When you shop for groceries do you ever take the time to read the label before you put an item into your cart? With food prices going sky high it’s more important than ever to get the best return for your food dollar. Food labels aren’t always the easiest things to figure out, but be sure to check out the following-
Just The Facts
The Nutrition Facts section on a product is easy to spot. It’s usually enclosed in a box and tells you what a serving size is, plus, things like the number of calories, sodium, cholesterol, etc. You’ll also find information about vitamin and mineral content.
So how do you decide if a particular item is really worth buying? One thing that often fooled me was serving size. For example, if you’re looking for low fat snacks like crackers and chips, you might note that the fat content says 2.5 grams per serving. Great, you think, that doesn’t sound too bad. But hang on, there’s something else you need to check first. What do they consider is a serving size for this particular item? For some products it might be just five chips. I don’t know about you but when I’m in the mood for a snack, five chips aren’t going to take the edge off my hunger. In the above example, you’d need to multiply the number of servings you think you’ll eat by 2.5. What looks like the idea food, could actually be a bad choice and a waste of your money.
The second thing you’re looking for when you check out packaged foods is the list of ingredients. The main ingredient is always listed first and so on, in descending order. If you buy a can of mushroom soup and don’t see mushrooms getting the top billing, it might be time to move onto another brand.
And one thing I try to avoid is any food with a long list of ingredients, especially ones that sound like compounds that I read about in Chemistry 101.
But I Don’t Have the Time
And what if you don’t have time to check every label when you shop. I’ve found products I like and I know what’s in them so I stick with them. And here’s a guideline to help you make healthy choices.
For the last two years, the Food and Drug Administration (FDA) has required that food makers list the amount of trans fat in everything they make. Good news you say, but wait a minute, there’s a catch. The FDA labeling allows food manufacturers to claim 0 g of trans fat as long as the product contains less than 0.5 grams of trans fat per serving. 0.5 grams might not seem like a lot, but it can add up over the course of a day. So even if a product says no trans fat, check the label.
How Low is Low?
I like to buy products that are for example, low in sugar, but there are varying degrees of what’s considered low in fats, sugar, etc.
Low fat is 3 g or less of total fat per serving.
Low in saturated fat, is 1 g or less of saturated fat per serving.
Low calorie means 40 calories or less per serving.
Low cholesterol is 20 mg or less of cholesterol and 2 g or less of saturated fat per serving.
Low sodium is 140 mg or less of sodium per serving.

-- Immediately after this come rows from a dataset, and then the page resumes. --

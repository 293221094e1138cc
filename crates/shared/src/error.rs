//! 统一错误处理模块
//!
//! 定义系统中所有共享的错误类型，使用 thiserror 提供良好的错误信息。
//! 各服务在此基础上封装自己的 HTTP 错误响应。

use std::collections::HashMap;

use thiserror::Error;

/// 系统错误类型
#[derive(Debug, Error)]
pub enum ShopError {
    // ==================== 数据库错误 ====================
    #[error("数据库错误: {0}")]
    Database(#[from] sqlx::Error),

    #[error("记录未找到: {entity} id={id}")]
    NotFound { entity: String, id: String },

    // ==================== 缓存错误 ====================
    #[error("Redis 错误: {0}")]
    Redis(#[from] redis::RedisError),

    // ==================== Kafka 错误 ====================
    #[error("Kafka 错误: {0}")]
    Kafka(String),

    // ==================== 业务逻辑错误 ====================
    /// 参数验证失败，errors 为字段名到错误消息列表的映射
    #[error("参数验证失败")]
    Validation {
        errors: HashMap<String, Vec<String>>,
    },

    #[error("非法状态流转: {current} -> {requested}")]
    InvalidStateTransition { current: String, requested: String },

    #[error("库存不足: product_id={product_id} 需要 {requested}, 剩余 {available}")]
    InsufficientStock {
        product_id: String,
        requested: i32,
        available: i32,
    },

    /// 支付网关拒绝或超时。该错误永远不会导致流程中断，
    /// 支付编排器会将其转化为 PaymentFailed 事件。
    #[error("支付网关错误: {message}")]
    Gateway {
        code: Option<String>,
        message: String,
    },

    // ==================== 外部服务错误 ====================
    #[error("外部服务错误: {service} - {message}")]
    ExternalService { service: String, message: String },

    #[error("外部服务超时: {service}")]
    ExternalServiceTimeout { service: String },

    // ==================== 通用错误 ====================
    #[error("配置错误: {0}")]
    Config(String),

    #[error("内部错误: {0}")]
    Internal(String),
}

/// 错误结果类型别名
pub type Result<T> = std::result::Result<T, ShopError>;

impl ShopError {
    /// 构造单字段验证错误
    pub fn validation(field: impl Into<String>, message: impl Into<String>) -> Self {
        let mut errors = HashMap::new();
        errors.insert(field.into(), vec![message.into()]);
        Self::Validation { errors }
    }

    /// 构造未找到错误
    pub fn not_found(entity: impl Into<String>, id: impl std::fmt::Display) -> Self {
        Self::NotFound {
            entity: entity.into(),
            id: id.to_string(),
        }
    }

    /// 获取错误码
    pub fn code(&self) -> &'static str {
        match self {
            Self::Database(_) => "DATABASE_ERROR",
            Self::NotFound { .. } => "NOT_FOUND",
            Self::Redis(_) => "REDIS_ERROR",
            Self::Kafka(_) => "KAFKA_ERROR",
            Self::Validation { .. } => "VALIDATION_ERROR",
            Self::InvalidStateTransition { .. } => "INVALID_STATE_TRANSITION",
            Self::InsufficientStock { .. } => "INSUFFICIENT_STOCK",
            Self::Gateway { .. } => "GATEWAY_ERROR",
            Self::ExternalService { .. } => "EXTERNAL_SERVICE_ERROR",
            Self::ExternalServiceTimeout { .. } => "EXTERNAL_SERVICE_TIMEOUT",
            Self::Config(_) => "CONFIG_ERROR",
            Self::Internal(_) => "INTERNAL_ERROR",
        }
    }

    /// 是否为可重试错误
    ///
    /// 仅基础设施层的瞬时故障可重试；业务错误（验证失败、状态流转非法、
    /// 网关拒绝）重试也不会改变结果，直接向上传播。
    pub fn is_retryable(&self) -> bool {
        matches!(
            self,
            Self::Database(_)
                | Self::Redis(_)
                | Self::Kafka(_)
                | Self::ExternalServiceTimeout { .. }
        )
    }
}

/// 从 validator 错误转换：保留字段级错误消息，
/// 使调用方能够看到每个字段具体的校验失败原因。
impl From<validator::ValidationErrors> for ShopError {
    fn from(errors: validator::ValidationErrors) -> Self {
        let mut map = HashMap::new();
        for (field, field_errors) in errors.field_errors() {
            let messages: Vec<String> = field_errors
                .iter()
                .map(|e| {
                    e.message
                        .as_ref()
                        .map(|m| m.to_string())
                        .unwrap_or_else(|| e.code.to_string())
                })
                .collect();
            map.insert(field.to_string(), messages);
        }
        Self::Validation { errors: map }
    }
}

impl From<config::ConfigError> for ShopError {
    fn from(err: config::ConfigError) -> Self {
        Self::Config(err.to_string())
    }
}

Very low sodium is 35 mg or less of sodium per serving.
Nonfat means the product has less than 0.5 g of fat per serving.
It’s Organic…or is it?
Organic produce and products tend to be more expensive than their regular counterparts so make sure you’ll getting what you pay for.
The US Department of Agriculture’s current definition is as follows,
For vegetables and fruits etc, it’s any produce that’s produced without the use of pesticides, sewage sludge, and synthetic fertilizers. And for animals, including their milk, organic means they’re not given any hormones and antibiotics.
Is It Natural?
I used to think if a product had the words natural stamped on it, it was a good buy, but that’s not always the case. Natural doesn’t necessarily mean the food is good for you. Some products say 100% natural but still can contain high amounts of sugar and fat.